» **Problem requirements**:
Please report every line in the entries that contains the string "GGUFError".

Recorded data:
┏━━

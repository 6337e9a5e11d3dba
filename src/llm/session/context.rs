use llama_cpp::standard_sampler::{SamplerStage, StandardSampler};
use llama_cpp::{LlamaModel, SessionParams};
use tracing::debug;
use crate::config::ModelSettings;
use crate::llm::generator::{collect_completion, GenerateError, SamplingParams};

/// Per-session llama.cpp parameters taken from the model settings.
#[derive(Debug, Clone)]
pub struct SessionSettings {
    n_ctx: u32,
    n_batch: u32,
    n_threads: Option<u32>,
}

impl From<&ModelSettings> for SessionSettings {
    fn from(settings: &ModelSettings) -> Self {
        Self {
            n_ctx: settings.n_ctx,
            n_batch: settings.n_batch,
            n_threads: settings.n_threads,
        }
    }
}

impl SessionSettings {
    fn params(&self) -> SessionParams {
        let mut params = SessionParams {
            n_ctx: self.n_ctx,
            n_batch: self.n_batch,
            ..Default::default()
        };
        if let Some(n_threads) = self.n_threads {
            params.n_threads = n_threads;
            params.n_threads_batch = n_threads;
        }
        params
    }
}

fn sampler_for(params: &SamplingParams) -> StandardSampler {
    if params.temperature <= 0.0 {
        return StandardSampler::new_greedy();
    }
    // Same order llama.cpp applies by default: nucleus cut, then temperature
    StandardSampler::new_softmax(
        vec![
            SamplerStage::TopP(params.top_p),
            SamplerStage::Temperature(params.temperature),
        ],
        1,
    )
}

/// Runs one completion of `prompt` in a fresh session.
///
/// Returns only the generated text, cut before the first stop sequence.
pub fn complete(
    model: &LlamaModel,
    settings: &SessionSettings,
    prompt: &str,
    params: &SamplingParams,
) -> Result<String, GenerateError> {
    let mut session = model
        .create_session(settings.params())
        .map_err(|e| format!("Failed to create LlamaSession: {}", e))?;

    session
        .advance_context(prompt)
        .map_err(|e| format!("Failed to advance context: {}", e))?;

    let max_tokens = params.max_tokens as usize;
    let completions = session.start_completing_with(sampler_for(params), max_tokens)?;

    // into_strings holds back a code point until all of its bytes have arrived
    let (text, generated, stopped) = collect_completion(completions.into_strings(), params);

    debug!(generated, stopped, "Completion finished");
    Ok(text)
}
use std::error::Error;
use std::fmt;

/// A GGUF metadata value.
///
/// Array contents are not kept: tokenizer vocabularies run to hundreds of
/// thousands of entries and nothing at startup needs them, so only the element
/// type and length are recorded.
#[derive(Debug, Clone, PartialEq)]
pub enum GGUFValue {
    String(String),
    /// Any signed or unsigned integer type, widened to i64
    Int(i64),
    /// FLOAT32 or FLOAT64
    Float(f64),
    Bool(bool),
    Array { element_type: u32, len: u64 },
}

impl GGUFValue {
    /// Returns the value as an integer when it holds one
    pub fn as_int(&self) -> Option<i64> {
        match self {
            GGUFValue::Int(i) => Some(*i),
            _ => None,
        }
    }

    pub fn as_str(&self) -> Option<&str> {
        match self {
            GGUFValue::String(s) => Some(s.as_str()),
            _ => None,
        }
    }
}

impl fmt::Display for GGUFValue {
    fn fmt(&self, f: &mut fmt::Formatter<'_>) -> fmt::Result {
        match self {
            GGUFValue::String(s) => write!(f, "{}", s),
            GGUFValue::Int(i) => write!(f, "{}", i),
            GGUFValue::Float(v) => write!(f, "{}", v),
            GGUFValue::Bool(b) => write!(f, "{}", b),
            GGUFValue::Array { len, .. } => write!(f, "[{} items]", len),
        }
    }
}

/// Custom error types for GGUF operations
#[derive(Debug)]
pub enum GGUFError {
    /// Wraps std::io::Error for file operations
    IoError(std::io::Error),
    /// Invalid format errors with a message
    InvalidFormat(String),
}

/// Implements Display trait for GGUFError for error reporting
impl fmt::Display for GGUFError {
    fn fmt(&self, f: &mut fmt::Formatter) -> fmt::Result {
        match self {
            GGUFError::IoError(e) => write!(f, "I/O error: {}", e),
            GGUFError::InvalidFormat(msg) => write!(f, "Invalid GGUF format: {}", msg),
        }
    }
}

impl Error for GGUFError {
    fn source(&self) -> Option<&(dyn Error + 'static)> {
        match self {
            GGUFError::IoError(e) => Some(e),
            GGUFError::InvalidFormat(_) => None,
        }
    }
}

/// Allows automatic conversion from std::io::Error to GGUFError
impl From<std::io::Error> for GGUFError {
    fn from(err: std::io::Error) -> Self {
        GGUFError::IoError(err)
    }
}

┗━━

» **Final answer**:
pub enum GGUFError {
/// Implements Display trait for GGUFError for error reporting
impl fmt::Display for GGUFError {
            GGUFError::IoError(e) => write!(f, "I/O error: {}", e),
            GGUFError::InvalidFormat(msg) => write!(f, "Invalid GGUF format: {}", msg),
impl Error for GGUFError {
            GGUFError::IoError(e) => Some(e),
            GGUFError::InvalidFormat(_) => None,
/// Allows automatic conversion from std::io::Error to GGUFError
impl From<std::io::Error> for GGUFError {
        GGUFError::IoError(err)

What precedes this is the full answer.